What is WooCommerce?
WooCommerce is shopping cart software that plugs into WordPress. I like it because it fits neatly into the WordPress framework, there are tons of plugins available, and because I (and many others) can customize it quickly.
Fits Neatly into WordPress
WordPress does make it easy to conform to its standards. Objects in WordPress, whether they be pages, blog posts, or custom definitions like testimonials or products, the structure and the methods by which a web programmer sees them are similar across the board.
WooCommerce is not unique in its ability to conform to the standards, but it does it well.
Another way that WooCommerce keeps up with standard practices is its common use of hooks and filters. Consider a WordPress web page. WordPress creates the page piece by piece- for example the headers, titles, content, sidebar, footer. At every point inside of and in between those areas you can ‘hook in’ different code. Woocommerce provides its own sets of hooks and places to put filters.. And makes various parts of its pages unhookable to- making simplifying and uncomplicating its pages as incredibly easy as adding features.
Plugins for WooCommerce
I am not a fan of overloading a website with tons of features, to only make things so crazy and cumbersome they slow down the page loading or break the site on older browsers that can’t handle the complexity. With that said, there is a place for add-on code!

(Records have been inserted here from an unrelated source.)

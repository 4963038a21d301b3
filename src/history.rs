//! Provenance history.
//!
//! Every stage that changes the data appends a [`HistoryEntry`] describing
//! what it did.  Entries from the input container are carried through, so
//! the output holds the full processing trail.
use chrono::{DateTime, FixedOffset, Utc};
use chrono_tz::Tz;
use serde::{Deserialize, Serialize};

/// One step of the processing trail.
#[derive(Debug, Clone, PartialEq, Serialize, Deserialize)]
#[serde(rename_all = "camelCase")]
pub struct HistoryEntry {
    pub name: String,
    #[serde(default, skip_serializing_if = "Option::is_none")]
    pub kind: Option<String>,
    pub method: String,
    pub begin_time: DateTime<FixedOffset>,
    pub end_time: DateTime<FixedOffset>,
    #[serde(default)]
    pub source_files: Vec<String>,
    #[serde(default)]
    pub settings: Vec<String>,
    #[serde(default)]
    pub results: Vec<String>,
}

impl HistoryEntry {
    pub fn new(name: impl Into<String>, method: impl Into<String>, span: TimeSpan) -> Self {
        Self {
            name: name.into(),
            kind: None,
            method: method.into(),
            begin_time: span.begin,
            end_time: span.end,
            source_files: vec![],
            settings: vec![],
            results: vec![],
        }
    }

    pub fn kind(mut self, kind: impl Into<String>) -> Self {
        self.kind = Some(kind.into());
        self
    }

    pub fn source_file(mut self, file: impl Into<String>) -> Self {
        self.source_files.push(file.into());
        self
    }

    pub fn settings<I, S>(mut self, settings: I) -> Self
    where
        I: IntoIterator<Item = S>,
        S: Into<String>,
    {
        self.settings.extend(settings.into_iter().map(Into::into));
        self
    }

    pub fn results<I, S>(mut self, results: I) -> Self
    where
        I: IntoIterator<Item = S>,
        S: Into<String>,
    {
        self.results.extend(results.into_iter().map(Into::into));
        self
    }
}

/// Source of wall-clock time for history timestamps.
pub trait Clock {
    fn now(&self) -> DateTime<Utc>;
}

#[derive(Debug, Clone, Copy, Default)]
pub struct SystemClock;

impl Clock for SystemClock {
    fn now(&self) -> DateTime<Utc> {
        Utc::now()
    }
}

/// Always returns the same instant.
#[derive(Debug, Clone, Copy)]
pub struct FixedClock(pub DateTime<Utc>);

impl Clock for FixedClock {
    fn now(&self) -> DateTime<Utc> {
        self.0
    }
}

/// Begin and end of a stage, already shifted into the output timezone.
#[derive(Debug, Clone, Copy, PartialEq)]
pub struct TimeSpan {
    pub begin: DateTime<FixedOffset>,
    pub end: DateTime<FixedOffset>,
}

/// Measures stage spans against a [`Clock`] in a fixed timezone.
pub struct Stopwatch<'a> {
    clock: &'a dyn Clock,
    tz: Tz,
}

impl<'a> Stopwatch<'a> {
    pub fn new(clock: &'a dyn Clock, tz: Tz) -> Self {
        Self { clock, tz }
    }

    pub fn now(&self) -> DateTime<FixedOffset> {
        self.clock.now().with_timezone(&self.tz).fixed_offset()
    }

    /// Run `f`, returning its output and the span it took.
    pub fn time<T>(&self, f: impl FnOnce() -> T) -> (T, TimeSpan) {
        let begin = self.now();
        let out = f();
        (out, TimeSpan { begin, end: self.now() })
    }
}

Plugins for WooCommerce include things like hooking in email newsletters, using different payment gateways and shipping tools, and applying different ways in which to look at or sort products.
Plugins are often at a cost as opposed to the free offering of WooCommerce itself, but these plugins run at a much lower price than those available for a system like Magento.
Quick Customization of WooCommerce
I mentioned above that the hook and filter system of WooCommerce is plenty easy to work inside of.
Product and Catalog pages can be customized quickly, and hook into the WooCommerce system in one place. Other ecommerce tools overload the process with applying layers upon layers of control- but when the point is to offer simple ecommerce tools to one website in often times just one language- WooCommerce wins.
So…
I’m a fan, yes. And have I purchased a tool that will sit in my toolbox for a decade? Maybe not, but for the next 2 to 3 years- yes. And I hope forever. Of course maybe that’s just me getting old!